Look through the listing below for the word "HttpClient" and copy every line where it occurs.

────────────────────────────────────────

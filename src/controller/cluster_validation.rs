//! Validation logic for MongoDbCluster specs.
//!
//! Checks what can be rejected up front for the whole cluster. Resource
//! quantities are checked per replica set when its workload is built, so a
//! bad quantity in one replica set does not hold back the others.

use std::collections::HashSet;

use kube::ResourceExt;

use crate::controller::error::{Error, Result};
use crate::crd::MongoDbCluster;

/// Longest cluster or replica set name. `{cluster}-{replset}-{ordinal}`
/// must stay a valid 63 character DNS label.
pub const MAX_NAME_LENGTH: usize = 28;

/// Maximum voting members in a MongoDB replica set
pub const MAX_REPLSET_SIZE: i32 = 7;

/// Validate the resource spec
pub fn validate_spec(cluster: &MongoDbCluster) -> Result<()> {
    validate_name(&cluster.name_any(), "cluster name")?;
    validate_mongod(cluster)?;
    validate_replsets(cluster)?;
    Ok(())
}

fn validate_name(name: &str, what: &str) -> Result<()> {
    if name.is_empty() {
        return Err(Error::Validation(format!("{} must not be empty", what)));
    }
    if name.len() > MAX_NAME_LENGTH {
        return Err(Error::Validation(format!(
            "{} '{}' exceeds maximum length of {} characters",
            what, name, MAX_NAME_LENGTH
        )));
    }
    let valid_chars = name
        .chars()
        .all(|c| c.is_ascii_lowercase() || c.is_ascii_digit() || c == '-');
    if !valid_chars || name.starts_with('-') || name.ends_with('-') {
        return Err(Error::Validation(format!(
            "{} '{}' must consist of lowercase letters, digits and '-'",
            what, name
        )));
    }
    Ok(())
}

fn validate_mongod(cluster: &MongoDbCluster) -> Result<()> {
    let mongod = &cluster.spec.mongod;
    if !(1..=65535).contains(&mongod.port) {
        return Err(Error::Validation(format!(
            "mongod.port {} is out of range",
            mongod.port
        )));
    }
    if !(mongod.wired_tiger_cache_ratio > 0.0 && mongod.wired_tiger_cache_ratio <= 1.0) {
        return Err(Error::Validation(format!(
            "mongod.wiredTigerCacheRatio {} must be in (0, 1]",
            mongod.wired_tiger_cache_ratio
        )));
    }
    if cluster.spec.version.is_empty() {
        return Err(Error::Validation("version must not be empty".to_string()));
    }
    Ok(())
}

fn validate_replsets(cluster: &MongoDbCluster) -> Result<()> {
    if cluster.spec.replsets.is_empty() {
        return Err(Error::Validation(
            "at least one replset is required".to_string(),
        ));
    }

    let mut seen = HashSet::new();
    for replset in &cluster.spec.replsets {
        validate_name(&replset.name, "replset name")?;
        if !seen.insert(replset.name.as_str()) {
            return Err(Error::Validation(format!(
                "replset name '{}' is used more than once",
                replset.name
            )));
        }
        if replset.size < 1 || replset.size > MAX_REPLSET_SIZE {
            return Err(Error::Validation(format!(
                "replset {} size {} must be between 1 and {}",
                replset.name, replset.size, MAX_REPLSET_SIZE
            )));
        }
    }
    Ok(())
}
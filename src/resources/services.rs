//! Service generation for MongoDB replica sets.
//!
//! Each replica set gets a headless Service named after its StatefulSet, which
//! gives every member a stable DNS name:
//! `{pod}.{cluster}-{replset}.{namespace}.svc.cluster.local`.

use k8s_openapi::api::core::v1::{Service, ServicePort, ServiceSpec};
use k8s_openapi::apimachinery::pkg::apis::meta::v1::ObjectMeta;
use k8s_openapi::apimachinery::pkg::util::intstr::IntOrString;

use crate::crd::{MongoDbCluster, ReplsetSpec};
use crate::resources::common::{
    cluster_namespace, owner_reference, replset_labels, replset_resource_name, standard_labels,
};

/// Generate the headless Service for a replica set.
///
/// `publishNotReadyAddresses` is set so members resolve each other before
/// they pass readiness, which the replica set bootstrap depends on.
pub fn generate_headless_service(cluster: &MongoDbCluster, replset: &ReplsetSpec) -> Service {
    Service {
        metadata: ObjectMeta {
            name: Some(replset_resource_name(cluster, replset)),
            namespace: Some(cluster_namespace(cluster)),
            labels: Some(standard_labels(cluster, replset).into_map()),
            owner_references: Some(vec![owner_reference(cluster)]),
            ..Default::default()
        },
        spec: Some(ServiceSpec {
            cluster_ip: Some("None".to_string()),
            publish_not_ready_addresses: Some(true),
            selector: Some(replset_labels(cluster, replset).into_map()),
            ports: Some(vec![ServicePort {
                port: cluster.spec.mongod.port,
                target_port: Some(IntOrString::String("mongodb".to_string())),
                name: Some("mongodb".to_string()),
                protocol: Some("TCP".to_string()),
                ..Default::default()
            }]),
            ..Default::default()
        }),
        ..Default::default()
    }
}
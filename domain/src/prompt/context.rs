//! Turns recorded rounds into prompt text.
//!
//! Both functions are pure: identical rounds always produce identical text.

use crate::debate::entities::Round;

/// Labeled block per response of `round`, in registry order.
///
/// ```text
/// --- OPENAI ---
/// <response text>
///
/// --- ANTHROPIC ---
/// <response text>
/// ```
pub fn build_context(round: &Round) -> String {
    let mut context = String::new();
    for response in &round.responses {
        context.push_str(&format!(
            "--- {} ---\n{}\n\n",
            response.backend_name.to_uppercase(),
            response.text.trim_end()
        ));
    }
    context
}

/// Every round as a `Round k (<description>)` section followed by its blocks
pub fn build_history(rounds: &[Round]) -> String {
    let mut history = String::new();
    for round in rounds {
        history.push_str(&format!("Round {} ({})\n\n", round.round, round.description));
        history.push_str(&build_context(round));
    }
    history
}
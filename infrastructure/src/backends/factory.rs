//! Builds the ordered backend list from configuration

use super::ollama::{OllamaBackend, OllamaClient};
use super::remote::{REMOTE_HTTP_TIMEOUT, RemoteBackend, RemoteSettings};
use super::http_client;
use crate::config::{ConfigError, FileBackendConfig, FileConfig};
use council_application::TextBackend;
use council_domain::{BackendDescriptor, BackendKind, RemoteProvider};
use reqwest::Client;
use std::sync::Arc;
use std::time::Duration;
use tracing::{debug, warn};

/// Creates `TextBackend` adapters for the configured `[[backends]]`
pub struct BackendFactory<'a> {
    config: &'a FileConfig,
}

impl<'a> BackendFactory<'a> {
    pub fn new(config: &'a FileConfig) -> Self {
        Self { config }
    }

    /// Ollama client built from `[providers.ollama]`
    pub fn ollama_client(&self) -> Result<OllamaClient, ConfigError> {
        let ollama = &self.config.providers.ollama;
        OllamaClient::new(
            &ollama.base_url,
            Duration::from_secs(ollama.timeout_secs.max(1)),
            ollama.temperature,
        )
        .map_err(|e| ConfigError::HttpClient(e.to_string()))
    }

    /// Connection settings for one remote backend.
    ///
    /// Per-backend `base_url`/`api_key_env` override `[providers.<name>]`,
    /// which overrides the vendor defaults.
    pub fn remote_settings(
        &self,
        provider: RemoteProvider,
        entry: &FileBackendConfig,
    ) -> RemoteSettings {
        let overrides = self.config.providers.remote(provider);
        let mut settings = RemoteSettings::for_provider(provider);

        if let Some(url) = entry.base_url.as_ref().or(overrides.base_url.as_ref()) {
            settings.base_url = url.clone();
        }
        if let Some(env) = entry.api_key_env.as_ref().or(overrides.api_key_env.as_ref()) {
            settings.api_key_env = env.clone();
        }
        settings.api_key = overrides.api_key.clone();
        if let Some(max_tokens) = overrides.max_tokens {
            settings.max_tokens = max_tokens;
        }
        if let Some(temperature) = overrides.temperature {
            settings.temperature = temperature;
        }
        settings
    }

    /// Selected Ollama models the daemon does not have installed.
    ///
    /// An unreachable daemon yields an empty list; each call then reports
    /// the failure as an error response.
    pub async fn missing_ollama_models(
        &self,
        ollama_only: bool,
        names: &[String],
    ) -> Result<Vec<String>, ConfigError> {
        let models: Vec<&str> = self
            .config
            .selected_backends(ollama_only, names)
            .into_iter()
            .filter(|b| b.is_ollama())
            .map(|b| b.model.as_str())
            .collect();
        if models.is_empty() {
            return Ok(Vec::new());
        }

        let client = self.ollama_client()?;
        let mut missing = Vec::new();
        for model in models {
            match client.has_model(model).await {
                Ok(true) => {}
                Ok(false) => missing.push(model.to_string()),
                Err(e) => {
                    debug!("Skipping Ollama model check at {}: {}", client.base_url(), e);
                    return Ok(Vec::new());
                }
            }
        }
        Ok(missing)
    }

    /// Build adapters for the selected backends, in configured order.
    ///
    /// Entries that fail to parse are skipped with a warning; validation
    /// reports them as errors before this point in normal startup.
    pub fn build(
        &self,
        ollama_only: bool,
        names: &[String],
    ) -> Result<Vec<Arc<dyn TextBackend>>, ConfigError> {
        let selected = self.config.selected_backends(ollama_only, names);
        for name in names {
            if !selected
                .iter()
                .any(|b| b.display_name().eq_ignore_ascii_case(name))
            {
                warn!("No configured backend named '{}'", name);
            }
        }

        let mut remote_client: Option<Client> = None;
        let mut ollama_client: Option<OllamaClient> = None;
        let mut backends: Vec<Arc<dyn TextBackend>> = Vec::with_capacity(selected.len());

        for entry in selected {
            let descriptor: BackendDescriptor = match entry.parse() {
                Ok(d) => d,
                Err(issue) => {
                    warn!("Skipping backend: {}", issue.message);
                    continue;
                }
            };

            let backend: Arc<dyn TextBackend> = match descriptor.kind.clone() {
                BackendKind::Remote { provider, .. } => {
                    let client = match &remote_client {
                        Some(c) => c.clone(),
                        None => {
                            let c = http_client(REMOTE_HTTP_TIMEOUT)
                                .map_err(|e| ConfigError::HttpClient(e.to_string()))?;
                            remote_client = Some(c.clone());
                            c
                        }
                    };
                    let settings = self.remote_settings(provider, entry);
                    Arc::new(RemoteBackend::new(descriptor, provider, settings, client))
                }
                BackendKind::Ollama { .. } => {
                    let client = match &ollama_client {
                        Some(c) => c.clone(),
                        None => {
                            let c = self.ollama_client()?;
                            ollama_client = Some(c.clone());
                            c
                        }
                    };
                    Arc::new(OllamaBackend::new(descriptor, client))
                }
            };

            debug!(
                "Registered backend {} ({})",
                backend.name(),
                backend.kind().provider_label()
            );
            backends.push(backend);
        }

        Ok(backends)
    }
}
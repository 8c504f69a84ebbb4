//! Prompt domain
//!
//! Templates and context formatting for round and synthesis prompts.

pub mod context;
mod template;

pub use context::{build_context, build_history};
pub use template::DebatePromptTemplate;
//! Presentation layer for debate-council
//!
//! This crate contains the CLI definition, output formatters
//! and progress reporters.

pub mod cli;
pub mod output;
pub mod progress;

// Re-export commonly used types
pub use cli::commands::{Cli, OutputArg, RuleArg};
pub use output::console::ConsoleFormatter;
pub use progress::reporter::{ProgressReporter, SimpleProgress};
//! Backend list from TOML (`[[backends]]` array)

use council_domain::{
    BackendDescriptor, BackendKind, ConfigIssue, ConfigIssueCode, RemoteProvider, title_case,
};
use serde::{Deserialize, Serialize};

/// One `[[backends]]` entry
///
/// ```toml
/// [[backends]]
/// name = "Llama3 8B"
/// provider = "ollama"
/// model = "llama3:8b"
/// mode = "ollama"
/// ```
#[derive(Debug, Clone, PartialEq, Serialize, Deserialize)]
pub struct FileBackendConfig {
    /// Display name (defaults to the title-cased model id)
    #[serde(default, skip_serializing_if = "Option::is_none")]
    pub name: Option<String>,
    /// openai, anthropic, google, xai or ollama
    pub provider: String,
    /// Model id sent to the provider
    pub model: String,
    /// "remote" or "ollama"
    #[serde(default = "default_mode")]
    pub mode: String,
    /// Overrides the provider's base URL for this backend
    #[serde(default, skip_serializing_if = "Option::is_none")]
    pub base_url: Option<String>,
    /// Overrides the provider's API key variable for this backend
    #[serde(default, skip_serializing_if = "Option::is_none")]
    pub api_key_env: Option<String>,
}

fn default_mode() -> String {
    "remote".to_string()
}

impl FileBackendConfig {
    pub fn remote(name: &str, provider: &str, model: &str) -> Self {
        Self {
            name: Some(name.to_string()),
            provider: provider.to_string(),
            model: model.to_string(),
            mode: default_mode(),
            base_url: None,
            api_key_env: None,
        }
    }

    pub fn ollama(model: &str) -> Self {
        Self {
            name: None,
            provider: "ollama".to_string(),
            model: model.to_string(),
            mode: "ollama".to_string(),
            base_url: None,
            api_key_env: None,
        }
    }

    /// The four hosted backends used when no list is configured
    pub fn defaults() -> Vec<Self> {
        vec![
            Self::remote("OpenAI GPT-4o Mini", "openai", "gpt-4o-mini"),
            Self::remote(
                "Anthropic Claude 3.5 Sonnet",
                "anthropic",
                "claude-3-5-sonnet-20241022",
            ),
            Self::remote("Google Gemini 1.5 Flash", "google", "gemini-1.5-flash"),
            Self::remote("xAI Grok Beta", "xai", "grok-beta"),
        ]
    }

    /// Name shown to users and other backends
    pub fn display_name(&self) -> String {
        match &self.name {
            Some(name) if !name.trim().is_empty() => name.trim().to_string(),
            _ => title_case(&self.model),
        }
    }

    /// Stable id derived from the display name
    pub fn id(&self) -> String {
        slug(&self.display_name())
    }

    pub fn is_ollama(&self) -> bool {
        self.mode.eq_ignore_ascii_case("ollama")
    }

    /// Resolve into a domain descriptor
    pub fn parse(&self) -> Result<BackendDescriptor, ConfigIssue> {
        let name = self.display_name();
        let id = slug(&name);
        if id.is_empty() {
            return Err(ConfigIssue::error(
                ConfigIssueCode::InvalidBackendName,
                format!("backend '{}': name needs at least one letter or digit", name),
            ));
        }
        if self.model.trim().is_empty() {
            return Err(ConfigIssue::error(
                ConfigIssueCode::UnknownProvider,
                format!("backend '{}': model cannot be empty", name),
            ));
        }

        let kind = match self.mode.to_lowercase().as_str() {
            "ollama" => BackendKind::Ollama {
                model: self.model.clone(),
            },
            "remote" => {
                let provider: RemoteProvider = self.provider.parse().map_err(|e| {
                    ConfigIssue::error(
                        ConfigIssueCode::UnknownProvider,
                        format!("backend '{}': {}", name, e),
                    )
                })?;
                BackendKind::Remote {
                    provider,
                    model: self.model.clone(),
                }
            }
            other => {
                return Err(ConfigIssue::error(
                    ConfigIssueCode::UnknownMode,
                    format!(
                        "backend '{}': unknown mode '{}' (valid: remote, ollama)",
                        name, other
                    ),
                ));
            }
        };

        Ok(BackendDescriptor::new(id, name, kind))
    }
}

/// Lowercase id with runs of non-alphanumerics collapsed to `-`
fn slug(name: &str) -> String {
    let mut out = String::with_capacity(name.len());
    for c in name.chars() {
        if c.is_alphanumeric() {
            out.extend(c.to_lowercase());
        } else if !out.ends_with('-') {
            out.push('-');
        }
    }
    out.trim_matches('-').to_string()
}

#[cfg(test)]
mod tests {
    use super::*;

    #[test]
    fn test_defaults_parse() {
        let descriptors: Vec<_> = FileBackendConfig::defaults()
            .iter()
            .map(|b| b.parse().unwrap())
            .collect();
        assert_eq!(descriptors.len(), 4);
        assert_eq!(descriptors[0].id.as_str(), "openai-gpt-4o-mini");
        assert_eq!(
            descriptors[3].kind,
            BackendKind::Remote {
                provider: RemoteProvider::Xai,
                model: "grok-beta".to_string()
            }
        );
    }

    #[test]
    fn test_ollama_entry_uses_title_cased_model() {
        let entry = FileBackendConfig::ollama("llama3.1:8b");
        let descriptor = entry.parse().unwrap();
        assert!(descriptor.kind.is_local());
        assert_eq!(descriptor.name, entry.display_name());
        assert!(!descriptor.id.as_str().is_empty());
    }

    #[test]
    fn test_unknown_provider_and_mode() {
        let mut entry = FileBackendConfig::remote("X", "mistral-cloud", "m");
        assert_eq!(
            entry.parse().unwrap_err().code,
            ConfigIssueCode::UnknownProvider
        );

        entry.provider = "openai".to_string();
        entry.mode = "grpc".to_string();
        assert_eq!(entry.parse().unwrap_err().code, ConfigIssueCode::UnknownMode);
    }

    #[test]
    fn test_slug() {
        assert_eq!(slug("xAI Grok Beta"), "xai-grok-beta");
        assert_eq!(slug("  Llama3 (8B)  "), "llama3-8b");
        assert_eq!(slug("!!!"), "");
    }

    #[test]
    fn test_name_without_alphanumerics_is_rejected() {
        let entry = FileBackendConfig::remote("!!!", "openai", "gpt-4o-mini");
        assert_eq!(entry.id(), "");
        assert_eq!(
            entry.parse().unwrap_err().code,
            ConfigIssueCode::InvalidBackendName
        );
    }
}
//! Backend registry
//!
//! Owns the ordered backend list for a session and runs the concurrent
//! fan-out that every round is built on.

use crate::ports::backend::{BackendError, TextBackend};
use council_domain::{BackendDescriptor, Response};
use futures::StreamExt;
use futures::stream::FuturesUnordered;
use std::sync::Arc;
use std::time::Duration;
use thiserror::Error;
use tracing::{debug, warn};

/// Errors raised by the registry itself (never by a backend call)
#[derive(Error, Debug, Clone, PartialEq)]
pub enum RegistryError {
    #[error("No backends configured")]
    NoBackends,

    #[error("No backend at index {0}")]
    UnknownBackend(usize),

    #[error(transparent)]
    Backend(#[from] BackendError),
}

/// Ordered, immutable set of backends plus the per-call timeout
pub struct BackendRegistry {
    backends: Vec<Arc<dyn TextBackend>>,
    call_timeout: Duration,
}

impl BackendRegistry {
    pub fn new(backends: Vec<Arc<dyn TextBackend>>, call_timeout: Duration) -> Self {
        Self {
            backends,
            call_timeout,
        }
    }

    pub fn len(&self) -> usize {
        self.backends.len()
    }

    pub fn is_empty(&self) -> bool {
        self.backends.is_empty()
    }

    pub fn call_timeout(&self) -> Duration {
        self.call_timeout
    }

    pub fn backends(&self) -> &[Arc<dyn TextBackend>] {
        &self.backends
    }

    pub fn descriptors(&self) -> Vec<BackendDescriptor> {
        self.backends.iter().map(|b| b.descriptor().clone()).collect()
    }

    /// Send `prompt` to every backend concurrently and wait for all of them.
    pub async fn fan_out(&self, prompt: &str) -> Result<Vec<Response>, RegistryError> {
        self.fan_out_observed(prompt, |_| {}).await
    }

    /// Like [`fan_out`](Self::fan_out), calling `observe` as each backend
    /// finishes (completion order). The returned list is in registry order.
    pub async fn fan_out_observed<F>(
        &self,
        prompt: &str,
        mut observe: F,
    ) -> Result<Vec<Response>, RegistryError>
    where
        F: FnMut(&Response),
    {
        if self.backends.is_empty() {
            return Err(RegistryError::NoBackends);
        }

        let mut pending: FuturesUnordered<_> = self
            .backends
            .iter()
            .enumerate()
            .map(|(index, backend)| {
                let backend = Arc::clone(backend);
                let prompt = prompt.to_string();
                let timeout = self.call_timeout;
                let handle =
                    tokio::spawn(async move { timed_generate(backend.as_ref(), &prompt, timeout).await });
                async move { (index, handle.await) }
            })
            .collect();

        let mut slots: Vec<Option<Response>> = vec![None; self.backends.len()];

        while let Some((index, joined)) = pending.next().await {
            let backend = &self.backends[index];
            let response = match joined {
                Ok(Ok(text)) => {
                    debug!("Backend {} responded ({} chars)", backend.name(), text.len());
                    Response::success(backend.id().clone(), backend.name(), text)
                }
                Ok(Err(e)) => {
                    warn!("Backend {} failed: {}", backend.name(), e);
                    Response::failure(backend.id().clone(), backend.name(), e)
                }
                Err(e) => {
                    warn!("Backend {} task aborted: {}", backend.name(), e);
                    Response::failure(
                        backend.id().clone(),
                        backend.name(),
                        format!("task aborted: {}", e),
                    )
                }
            };
            observe(&response);
            slots[index] = Some(response);
        }

        Ok(slots.into_iter().flatten().collect())
    }

    /// One timed call to the backend at `index`
    pub async fn call(&self, index: usize, prompt: &str) -> Result<String, RegistryError> {
        let backend = self
            .backends
            .get(index)
            .ok_or(RegistryError::UnknownBackend(index))?;
        Ok(timed_generate(backend.as_ref(), prompt, self.call_timeout).await?)
    }
}

async fn timed_generate(
    backend: &dyn TextBackend,
    prompt: &str,
    timeout: Duration,
) -> Result<String, BackendError> {
    debug!("Calling backend {}", backend.name());
    tokio::time::timeout(timeout, backend.generate(prompt))
        .await
        .map_err(|_| BackendError::Timeout(timeout))?
}

#[cfg(test)]
pub(crate) mod testing {
    //! Scripted backends shared by the application tests.

    use super::*;
    use async_trait::async_trait;
    use council_domain::{BackendKind, RemoteProvider};
    use std::collections::VecDeque;
    use std::sync::Mutex;
    use std::sync::atomic::{AtomicUsize, Ordering};

    #[derive(Clone)]
    pub enum Reply {
        Text(String),
        Fail(BackendError),
        Panic,
    }

    /// Backend replaying a script; the last entry repeats forever
    pub struct ScriptedBackend {
        descriptor: BackendDescriptor,
        delay: Duration,
        script: Mutex<VecDeque<Reply>>,
        last: Mutex<Option<Reply>>,
        pub prompts: Mutex<Vec<String>>,
        pub calls: AtomicUsize,
    }

    impl ScriptedBackend {
        pub fn new(name: &str, script: Vec<Reply>) -> Self {
            Self {
                descriptor: BackendDescriptor::new(
                    name.to_lowercase(),
                    name,
                    BackendKind::Remote {
                        provider: RemoteProvider::OpenAi,
                        model: "scripted".to_string(),
                    },
                ),
                delay: Duration::ZERO,
                script: Mutex::new(script.into()),
                last: Mutex::new(None),
                prompts: Mutex::new(Vec::new()),
                calls: AtomicUsize::new(0),
            }
        }

        pub fn always(name: &str, text: &str) -> Self {
            Self::new(name, vec![Reply::Text(text.to_string())])
        }

        pub fn failing(name: &str) -> Self {
            Self::new(
                name,
                vec![Reply::Fail(BackendError::Transport("connection refused".into()))],
            )
        }

        pub fn with_delay(mut self, delay: Duration) -> Self {
            self.delay = delay;
            self
        }

        pub fn call_count(&self) -> usize {
            self.calls.load(Ordering::SeqCst)
        }

        fn next_reply(&self) -> Option<Reply> {
            let mut script = self.script.lock().unwrap();
            let mut last = self.last.lock().unwrap();
            if let Some(reply) = script.pop_front() {
                *last = Some(reply.clone());
            }
            last.clone()
        }
    }

    #[async_trait]
    impl TextBackend for ScriptedBackend {
        fn descriptor(&self) -> &BackendDescriptor {
            &self.descriptor
        }

        async fn generate(&self, prompt: &str) -> Result<String, BackendError> {
            self.calls.fetch_add(1, Ordering::SeqCst);
            self.prompts.lock().unwrap().push(prompt.to_string());
            if !self.delay.is_zero() {
                tokio::time::sleep(self.delay).await;
            }
            match self.next_reply() {
                Some(Reply::Text(text)) => Ok(text),
                Some(Reply::Fail(e)) => Err(e),
                Some(Reply::Panic) => panic!("scripted panic"),
                None => Err(BackendError::MalformedResponse("empty script".into())),
            }
        }
    }

    pub fn scripted_registry(backends: Vec<Arc<ScriptedBackend>>) -> BackendRegistry {
        let backends = backends
            .into_iter()
            .map(|b| b as Arc<dyn TextBackend>)
            .collect();
        BackendRegistry::new(backends, Duration::from_secs(30))
    }
}

#[cfg(test)]
mod tests {
    use super::testing::*;
    use super::*;

    #[tokio::test]
    async fn test_empty_registry_fails_fast() {
        let registry = BackendRegistry::new(vec![], Duration::from_secs(1));
        assert_eq!(registry.fan_out("q").await, Err(RegistryError::NoBackends));
    }

    #[tokio::test(start_paused = true)]
    async fn test_order_preserved_regardless_of_completion() {
        let slow = Arc::new(ScriptedBackend::always("Slow", "slow").with_delay(Duration::from_secs(5)));
        let fast = Arc::new(ScriptedBackend::always("Fast", "fast"));
        let mid = Arc::new(ScriptedBackend::always("Mid", "mid").with_delay(Duration::from_secs(1)));
        let registry = scripted_registry(vec![slow, fast, mid]);

        let mut completion = Vec::new();
        let responses = registry
            .fan_out_observed("q", |r| completion.push(r.backend_name.clone()))
            .await
            .unwrap();

        let order: Vec<_> = responses.iter().map(|r| r.text.as_str()).collect();
        assert_eq!(order, vec!["slow", "fast", "mid"]);
        assert_eq!(completion, vec!["Fast", "Mid", "Slow"]);
    }

    #[tokio::test]
    async fn test_failure_is_isolated() {
        let ok = Arc::new(ScriptedBackend::always("Good", "4"));
        let bad = Arc::new(ScriptedBackend::failing("Bad"));
        let registry = scripted_registry(vec![ok, bad]);

        let responses = registry.fan_out("q").await.unwrap();
        assert_eq!(responses.len(), 2);
        assert!(!responses[0].error);
        assert!(responses[1].error);
        assert_eq!(
            responses[1].text,
            "Error calling Bad: transport error: connection refused"
        );
    }

    #[tokio::test]
    async fn test_panicking_backend_becomes_error_response() {
        let ok = Arc::new(ScriptedBackend::always("Good", "4"));
        let boom = Arc::new(ScriptedBackend::new("Boom", vec![Reply::Panic]));
        let registry = scripted_registry(vec![boom, ok]);

        let responses = registry.fan_out("q").await.unwrap();
        assert_eq!(responses.len(), 2);
        assert!(responses[0].error);
        assert!(responses[0].text.starts_with("Error calling Boom: task aborted"));
        assert_eq!(responses[1].text, "4");
    }

    #[tokio::test(start_paused = true)]
    async fn test_timeout_becomes_error_response() {
        let hung = Arc::new(ScriptedBackend::always("Hung", "late").with_delay(Duration::from_secs(600)));
        let ok = Arc::new(ScriptedBackend::always("Good", "4"));
        let registry = BackendRegistry::new(
            vec![hung as Arc<dyn TextBackend>, ok as Arc<dyn TextBackend>],
            Duration::from_secs(2),
        );

        let responses = registry.fan_out("q").await.unwrap();
        assert!(responses[0].error);
        assert!(responses[0].text.contains("timed out"));
        assert!(!responses[1].error);
    }

    #[tokio::test]
    async fn test_call_by_index() {
        let a = Arc::new(ScriptedBackend::always("A", "from a"));
        let b = Arc::new(ScriptedBackend::failing("B"));
        let registry = scripted_registry(vec![a, b]);

        assert_eq!(registry.call(0, "q").await.unwrap(), "from a");
        assert!(matches!(
            registry.call(1, "q").await,
            Err(RegistryError::Backend(BackendError::Transport(_)))
        ));
        assert_eq!(
            registry.call(2, "q").await,
            Err(RegistryError::UnknownBackend(2))
        );
    }
}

────────────────────────────────────────

Response to the task →
        .map_err(|e| ConfigError::HttpClient(e.to_string()))
                                .map_err(|e| ConfigError::HttpClient(e.to_string()))?;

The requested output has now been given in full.